### THE INPUT

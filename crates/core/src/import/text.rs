//! Text report import
//!
//! Handles raw text dumps of measurement reports. Machine exports are not
//! reliably UTF-8 (Japanese reports are commonly Shift_JIS), so bytes are
//! decoded via a UTF-8 fast path with charset detection as fallback, or an
//! explicitly forced encoding.

use std::path::Path;

use chardetng::EncodingDetector;
use encoding_rs::Encoding;
use tracing::{debug, warn};

use super::parser::{ParserOptions, ReportParser};
use super::{ImportError, ImportResult};

/// Text importer - decodes raw bytes and parses them as a measurement report
#[derive(Debug, Clone, Default)]
pub struct TextImporter {
    options: ParserOptions,
    forced_encoding: Option<String>,
}

impl TextImporter {
    pub fn new() -> Self {
        Self::default()
    }

    pub fn with_options(options: ParserOptions) -> Self {
        Self {
            options,
            forced_encoding: None,
        }
    }

    /// Force a specific encoding label (e.g. `shift_jis`) instead of
    /// detecting one
    pub fn with_encoding(mut self, label: impl Into<String>) -> Self {
        self.forced_encoding = Some(label.into());
        self
    }

    /// Import a report from already-decoded text
    pub fn import_str(&self, text: &str) -> Result<ImportResult, ImportError> {
        if text.trim().is_empty() {
            return Err(ImportError::EmptyDocument);
        }
        Ok(ReportParser::with_options(self.options.clone()).parse(text))
    }

    /// Import a report from raw bytes
    pub fn import_bytes(&self, bytes: &[u8]) -> Result<ImportResult, ImportError> {
        let text = decode_bytes(bytes, self.forced_encoding.as_deref())?;
        self.import_str(&text)
    }

    /// Import a report from a text file, recording the file name as the
    /// report source
    pub fn import_path(&self, path: &Path) -> Result<ImportResult, ImportError> {
        let bytes = std::fs::read(path)?;
        let mut result = self.import_bytes(&bytes)?;
        result.report.source = path
            .file_name()
            .map(|name| name.to_string_lossy().into_owned());
        Ok(result)
    }
}

/// Decode report bytes into text
///
/// With a forced label the named encoding is used and decode errors are
/// fatal. Otherwise valid UTF-8 is passed through and anything else goes
/// through charset detection; detection-path decode errors degrade to
/// replacement characters with a warning, since a partially mojibake report
/// often still carries usable numeric lines.
pub fn decode_bytes(bytes: &[u8], forced_label: Option<&str>) -> Result<String, ImportError> {
    if let Some(label) = forced_label {
        let encoding = Encoding::for_label(label.as_bytes())
            .ok_or_else(|| ImportError::Decode(format!("unknown encoding label: {}", label)))?;
        let (text, _, had_errors) = encoding.decode(bytes);
        if had_errors {
            return Err(ImportError::Decode(format!(
                "input is not valid {}",
                encoding.name()
            )));
        }
        return Ok(text.into_owned());
    }

    if let Ok(text) = std::str::from_utf8(bytes) {
        return Ok(text.to_string());
    }

    let mut detector = EncodingDetector::new();
    detector.feed(bytes, true);
    let encoding = detector.guess(None, true);
    debug!(encoding = encoding.name(), "detected report encoding");

    let (text, _, had_errors) = encoding.decode(bytes);
    if had_errors {
        warn!(
            encoding = encoding.name(),
            "decode errors; replacement characters substituted"
        );
    }
    Ok(text.into_owned())
}
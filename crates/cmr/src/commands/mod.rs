//! CLI command implementations

pub mod check;
pub mod export;
pub mod parse;

use std::io::Read;
use std::path::PathBuf;

use cmm_report_core::{ImportResult, ParserOptions, PdfImporter, TextImporter};

use crate::error::CliError;

/// Input arguments shared by all commands
#[derive(clap::Args, Debug)]
pub struct InputArgs {
    /// Input report file (.pdf selects PDF mode); use '-' for stdin
    pub input: String,

    /// Treat the input as text even if the name ends in .pdf
    #[arg(long)]
    pub text: bool,

    /// Force a text encoding label (e.g. shift_jis) instead of detecting one
    #[arg(long)]
    pub encoding: Option<String>,

    /// Keep signed values instead of absolute-value normalization
    #[arg(long)]
    pub signed: bool,
}

impl InputArgs {
    fn parser_options(&self) -> ParserOptions {
        ParserOptions {
            absolute_values: !self.signed,
            ..ParserOptions::default()
        }
    }

    fn text_importer(&self) -> TextImporter {
        let importer = TextImporter::with_options(self.parser_options());
        match &self.encoding {
            Some(label) => importer.with_encoding(label.as_str()),
            None => importer,
        }
    }

    /// Load and parse the requested input
    pub fn import(&self) -> Result<ImportResult, CliError> {
        if self.input == "-" {
            let mut bytes = Vec::new();
            std::io::stdin()
                .read_to_end(&mut bytes)
                .map_err(|e| CliError::InvalidArgument(format!("Failed to read stdin: {}", e)))?;
            return Ok(self.text_importer().import_bytes(&bytes)?);
        }

        let path = PathBuf::from(&self.input);
        let is_pdf = !self.text
            && path
                .extension()
                .map(|ext| ext.eq_ignore_ascii_case("pdf"))
                .unwrap_or(false);

        if is_pdf {
            Ok(PdfImporter::with_options(self.parser_options()).import_path(&path)?)
        } else {
            Ok(self.text_importer().import_path(&path)?)
        }
    }
}
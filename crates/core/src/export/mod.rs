//! Export functionality
//!
//! Provides exporters for the detail table and the report model:
//! - CSV (UTF-8 with BOM)
//! - XLSX (feature `xlsx-export`)
//! - JSON

pub mod csv;
pub mod json;
#[cfg(feature = "xlsx-export")]
pub mod xlsx;

use chrono::Utc;

/// Result of an export operation
#[derive(Debug, Clone)]
pub struct ExportResult {
    /// Exported content (as string - binary formats are base64 encoded)
    pub content: String,
    /// Format identifier
    pub format: String,
}

/// Error during export
#[derive(Debug, thiserror::Error)]
pub enum ExportError {
    #[error("Serialization error: {0}")]
    SerializationError(String),
    #[error("IO error: {0}")]
    IoError(String),
    #[error("Export error: {0}")]
    ExportError(String),
}

impl From<std::io::Error> for ExportError {
    fn from(e: std::io::Error) -> Self {
        ExportError::IoError(e.to_string())
    }
}

/// Timestamped default output file name
pub fn default_filename(extension: &str) -> String {
    format!(
        "CMM_Detailed_Data_{}.{}",
        Utc::now().format("%Y%m%d_%H%M%S"),
        extension
    )
}

// Re-export for convenience
pub use csv::CsvExporter;
pub use json::JsonExporter;
#[cfg(feature = "xlsx-export")]
pub use xlsx::XlsxExporter;

#[cfg(test)]
mod tests {
    use super::*;

    #[test]
    fn test_default_filename_shape() {
        let name = default_filename("csv");
        assert!(name.starts_with("CMM_Detailed_Data_"));
        assert!(name.ends_with(".csv"));
        // CMM_Detailed_Data_ + YYYYMMDD_HHMMSS + .csv
        assert_eq!(name.len(), "CMM_Detailed_Data_".len() + 15 + 4);
    }
}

### TASK DETAILS
Each line of the listing that holds the string "crates" counts once; state how many there are, with nothing added.

### REPLY TO THE TASK
3